Leadership

Use a Communication Plan for your larger, complex projects

Here is the process for creating creative and proactive Communication Plan.

In a large project, all communication should take place in the context of an overall communications strategy and plan. Status meetings and status reporting are required, just as for all projects. In addition, there are many other types of proactive communication that need to be considered. This creative and proactive Communication Plan is created using the following process.

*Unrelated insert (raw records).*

use std::io::Cursor;
use std::path::Path;

use tessera::Raster;

use crate::error::AppError;

/// Decode any PNG into an RGBA raster.
///
/// Palette and low bit depths are expanded and 16-bit channels stripped,
/// so every input ends up as 8-bit RGBA. Images without alpha become fully
/// opaque.
pub fn decode_png(bytes: &[u8]) -> Result<Raster, AppError> {
    let mut decoder = png::Decoder::new(Cursor::new(bytes));
    decoder.set_transformations(png::Transformations::EXPAND | png::Transformations::STRIP_16);
    let mut reader = decoder
        .read_info()
        .map_err(|e| AppError::ImageDecode(e.to_string()))?;
    let mut buf = vec![0; reader.output_buffer_size()];
    let info = reader
        .next_frame(&mut buf)
        .map_err(|e| AppError::ImageDecode(e.to_string()))?;
    let data = &buf[..info.buffer_size()];

    if info.bit_depth != png::BitDepth::Eight {
        return Err(AppError::ImageDecode(format!(
            "unexpected bit depth {:?} after expansion",
            info.bit_depth
        )));
    }

    let rgba: Vec<u8> = match info.color_type {
        png::ColorType::Rgba => data.to_vec(),
        png::ColorType::Rgb => data
            .chunks_exact(3)
            .flat_map(|p| [p[0], p[1], p[2], 255])
            .collect(),
        png::ColorType::GrayscaleAlpha => data
            .chunks_exact(2)
            .flat_map(|p| [p[0], p[0], p[0], p[1]])
            .collect(),
        png::ColorType::Grayscale => data.iter().flat_map(|&v| [v, v, v, 255]).collect(),
        png::ColorType::Indexed => {
            return Err(AppError::ImageDecode(
                "palette image was not expanded".to_string(),
            ))
        }
    };

    Raster::from_rgba8(info.width, info.height, &rgba)
        .map_err(|e| AppError::ImageDecode(e.to_string()))
}

/// Encode an RGBA raster as PNG.
///
/// Uses fast settings; [`optimize_png`] re-compresses when size matters.
pub fn encode_png(raster: &Raster) -> Result<Vec<u8>, AppError> {
    let mut buf = Cursor::new(Vec::new());
    {
        let mut encoder = png::Encoder::new(&mut buf, raster.width(), raster.height());
        encoder.set_color(png::ColorType::Rgba);
        encoder.set_depth(png::BitDepth::Eight);
        encoder.set_compression(png::Compression::Fast);
        encoder.set_filter(png::FilterType::NoFilter);
        let mut writer = encoder
            .write_header()
            .map_err(|e| AppError::ImageEncode(e.to_string()))?;
        writer
            .write_image_data(&raster.to_rgba8())
            .map_err(|e| AppError::ImageEncode(e.to_string()))?;
    }
    Ok(buf.into_inner())
}

/// Re-compress PNG bytes with oxipng, keeping the input if that fails.
pub fn optimize_png(png_bytes: Vec<u8>) -> Vec<u8> {
    match oxipng::optimize_from_memory(
        &png_bytes,
        &oxipng::Options {
            strip: oxipng::StripChunks::Safe,
            optimize_alpha: false,
            ..Default::default()
        },
    ) {
        Ok(optimized) => optimized,
        Err(e) => {
            tracing::warn!(%e, "oxipng failed, keeping fast encoding");
            png_bytes
        }
    }
}

/// Read and decode a PNG file.
pub fn read_png(path: &Path) -> Result<Raster, AppError> {
    let bytes = match std::fs::read(path) {
        Ok(bytes) => bytes,
        Err(e) if e.kind() == std::io::ErrorKind::NotFound => {
            return Err(AppError::ResourceMissing(path.display().to_string()))
        }
        Err(e) => return Err(e.into()),
    };
    decode_png(&bytes).map_err(|e| match e {
        AppError::ImageDecode(msg) => AppError::ImageDecode(format!("{}: {msg}", path.display())),
        other => other,
    })
}

/// Encode a raster and write it to `path`.
pub fn write_png(path: &Path, raster: &Raster, optimize: bool) -> Result<(), AppError> {
    let mut bytes = encode_png(raster)?;
    if optimize {
        bytes = optimize_png(bytes);
    }
    std::fs::write(path, bytes)?;
    Ok(())
}
//! Depth-first placement search with top-K candidate pruning.
//!
//! Cells are filled row-major. A candidate must be unused, of the cell's
//! class, flat exactly on the sides facing the outer boundary, and
//! interlock with the already placed top and left neighbors. Valid
//! candidates are ranked by color mismatch against those neighbors and only
//! the best `top_k` are tried. When pruning cuts off every branch the
//! search fails instead of widening K.

use std::collections::BTreeMap;

use super::{Cell, PieceClass, Placement};
use crate::edges::{EdgeKind, EdgeSet, Side};
use crate::error::PuzzleError;
use crate::signature::SignatureSet;

/// Candidates tried per cell unless configured otherwise.
pub const DEFAULT_TOP_K: usize = 5;

/// One level of the explicit search stack.
struct Frame {
    candidates: Vec<usize>,
    next: usize,
}

/// Backtracking solver for grids with known edge shapes.
///
/// # Example
///
/// ```
/// use rand::SeedableRng;
/// use tessera::{BacktrackSolver, JigsawPartitioner, Raster};
///
/// let image = Raster::filled(60, 40, [0, 128, 255, 255]);
/// let mut rng = rand::rngs::StdRng::seed_from_u64(7);
/// let puzzle = JigsawPartitioner::new().generate(&image, 2, 3, &mut rng).unwrap();
///
/// let placement = BacktrackSolver::new(5)
///     .solve(puzzle.edges.cells(), None, 2, 3)
///     .unwrap();
/// assert!(placement.is_complete());
/// ```
#[derive(Debug, Clone, Copy)]
pub struct BacktrackSolver {
    top_k: usize,
}

impl Default for BacktrackSolver {
    fn default() -> Self {
        Self::new(DEFAULT_TOP_K)
    }
}

impl BacktrackSolver {
    /// A solver trying at most `top_k` candidates per cell (at least one).
    pub fn new(top_k: usize) -> Self {
        Self {
            top_k: top_k.max(1),
        }
    }

    #[inline]
    pub fn top_k(&self) -> usize {
        self.top_k
    }

    /// Place the pieces described by `edges` (indexed by piece) on a
    /// `rows`×`cols` grid.
    ///
    /// `signatures`, when given, rank candidates by color continuity;
    /// without them candidates keep piece order.
    pub fn solve(
        &self,
        edges: &[EdgeSet],
        signatures: Option<&SignatureSet>,
        rows: usize,
        cols: usize,
    ) -> Result<Placement, PuzzleError> {
        if rows == 0 || cols == 0 {
            return Err(PuzzleError::InputInvalid(format!(
                "grid {}x{} has no cells",
                rows, cols
            )));
        }
        if let Some(sigs) = signatures {
            if sigs.len() != edges.len() {
                return Err(PuzzleError::InputInvalid(format!(
                    "{} signatures for {} pieces",
                    sigs.len(),
                    edges.len()
                )));
            }
        }
        let unsatisfiable = PuzzleError::GeometryUnsatisfiable {
            rows,
            cols,
            top_k: self.top_k,
        };
        if edges.len() != rows * cols {
            tracing::warn!(
                pieces = edges.len(),
                cells = rows * cols,
                "piece count does not match grid"
            );
            return Err(unsatisfiable);
        }
        if class_histogram(edges.iter().map(|e| PieceClass::from_flat_count(e.flat_count())))
            != class_histogram(
                (0..rows * cols)
                    .map(|i| PieceClass::for_cell(Cell::new(i / cols, i % cols), rows, cols)),
            )
        {
            tracing::warn!(rows, cols, "piece classes do not match grid");
            return Err(unsatisfiable);
        }

        let classes: Vec<PieceClass> = edges
            .iter()
            .map(|e| PieceClass::from_flat_count(e.flat_count()))
            .collect();
        let total = rows * cols;
        let mut placement = Placement::new(rows, cols);
        let mut used = vec![false; edges.len()];
        let mut nodes = 0usize;
        let search = Search {
            edges,
            signatures,
            classes: &classes,
            rows,
            cols,
            top_k: self.top_k,
        };

        let mut stack = vec![Frame {
            candidates: search.candidates(Cell::new(0, 0), &placement, &used),
            next: 0,
        }];
        while let Some(depth) = stack.len().checked_sub(1) {
            let frame = &mut stack[depth];
            let cell = Cell::new(depth / cols, depth % cols);
            if let Some(previous) = placement.remove(cell) {
                used[previous] = false;
            }
            if frame.next >= frame.candidates.len() {
                stack.pop();
                continue;
            }
            let piece = frame.candidates[frame.next];
            frame.next += 1;
            placement.place(cell, piece);
            used[piece] = true;
            nodes += 1;

            if depth + 1 == total {
                tracing::debug!(rows, cols, nodes, "backtracking solved grid");
                return Ok(placement);
            }
            let depth = depth + 1;
            let next_cell = Cell::new(depth / cols, depth % cols);
            stack.push(Frame {
                candidates: search.candidates(next_cell, &placement, &used),
                next: 0,
            });
        }

        tracing::warn!(rows, cols, top_k = self.top_k, nodes, "backtracking exhausted");
        Err(unsatisfiable)
    }
}

fn class_histogram(classes: impl Iterator<Item = PieceClass>) -> BTreeMap<PieceClass, usize> {
    let mut histogram = BTreeMap::new();
    for class in classes {
        *histogram.entry(class).or_insert(0) += 1;
    }
    histogram
}

struct Search<'a> {
    edges: &'a [EdgeSet],
    signatures: Option<&'a SignatureSet>,
    classes: &'a [PieceClass],
    rows: usize,
    cols: usize,
    top_k: usize,
}

impl Search<'_> {
    /// Ranked, pruned candidates for `cell`.
    fn candidates(&self, cell: Cell, placement: &Placement, used: &[bool]) -> Vec<usize> {
        let class = PieceClass::for_cell(cell, self.rows, self.cols);
        let top = cell
            .neighbor(Side::Top, self.rows, self.cols)
            .and_then(|c| placement.get(c));
        let left = cell
            .neighbor(Side::Left, self.rows, self.cols)
            .and_then(|c| placement.get(c));

        let mut scored: Vec<(usize, f32)> = (0..self.edges.len())
            .filter(|&p| !used[p] && self.classes[p] == class)
            .filter(|&p| self.fits(cell, self.edges[p], top, left))
            .map(|p| (p, self.score(p, top, left)))
            .collect();
        scored.sort_by(|a, b| a.1.total_cmp(&b.1));
        scored.truncate(self.top_k);
        scored.into_iter().map(|(p, _)| p).collect()
    }

    fn fits(&self, cell: Cell, edges: EdgeSet, top: Option<usize>, left: Option<usize>) -> bool {
        for side in Side::ALL {
            let boundary = cell.neighbor(side, self.rows, self.cols).is_none();
            if boundary != (edges.get(side) == EdgeKind::Flat) {
                return false;
            }
        }
        if let Some(t) = top {
            if !self.edges[t].get(Side::Bottom).interlocks_with(edges.get(Side::Top)) {
                return false;
            }
        }
        if let Some(l) = left {
            if !self.edges[l].get(Side::Right).interlocks_with(edges.get(Side::Left)) {
                return false;
            }
        }
        true
    }

    fn score(&self, piece: usize, top: Option<usize>, left: Option<usize>) -> f32 {
        let Some(sigs) = self.signatures else {
            return 0.0;
        };
        let mut total = 0.0;
        if let Some(t) = top {
            total += sigs.score(t, Side::Bottom, piece);
        }
        if let Some(l) = left {
            total += sigs.score(l, Side::Right, piece);
        }
        total
    }
}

  1. Identify the project stakeholders. In some cases there are groups of stakeholders with similar communications needs; for instance, a Project Steering Committee. In other cases, there may be a single person, like a sponsor.
  2. Determine the communication needs for each stakeholder. Each stakeholder group may have some similar and some unique communication needs. The Communication Plan helps you get the right information to the right people.
  3. Brainstorm how to meet the needs. For each stakeholder, brainstorm how to fulfill the communication need. Determine the information he or she needs to know, how often he/she needs an update, and the best manner to deliver the information. At this point, be creative in looking for ways to communicate to the project stakeholders. For instance, all stakeholders still need an updated project status. The Steering Committee may need to get together for an executive briefing and to provide strategic direction every other month. The Project Sponsor may need a personal briefing on a monthly basis. A quarterly newsletter may need to go out to the entire client organization for informational and marketing purposes.
  4. Implement mandatory communication. Regardless of the prioritization, implement any communication options that are mandatory for the project or for the environment. This will definitely include project Status Reports, but there may also be government required reports, legal reports, etc.
  5. Prioritize the other communication options. Determine the effort required to create and distribute each of the identified communication options outlined in step 3. Also determine the potential benefit of the communication to the recipient and the project team. Use this information to prioritize the communication options that were established above. Implement the communication options that provide high value and require low effort from the project team. Also evaluate those options that have high value and require a high level of effort from the project team. Some of these might make sense to implement while others may not. Discard those that require high effort for marginal benefit. Also discard those that provide marginal benefit even though they may take little effort from the project team.
  6. Add the resulting communication activities to the schedule. If the communication work is not added to your schedule, it will never get done. This will include assigning frequencies, due dates, effort hours and a responsible person(s) for each communication option implemented.
3 comments
iafaneh
iafaneh

You have to get more priority for options that provide high value and require low effort from the project team. Because this will made the manager or sponsor happy :D

Joey Indolos
Joey Indolos

The "low effort" part will also make the team happy, and will help ensure compliance. Programmers and other techies are notorious for disliking documentation, status reports, etc. and, at least in the companies I've worked with, are late more than half the time in submitting such stuff (with me usually as the most notorious offender). Anything that helps them (us) comply with such requirements will, hence, make the sponsor happy too.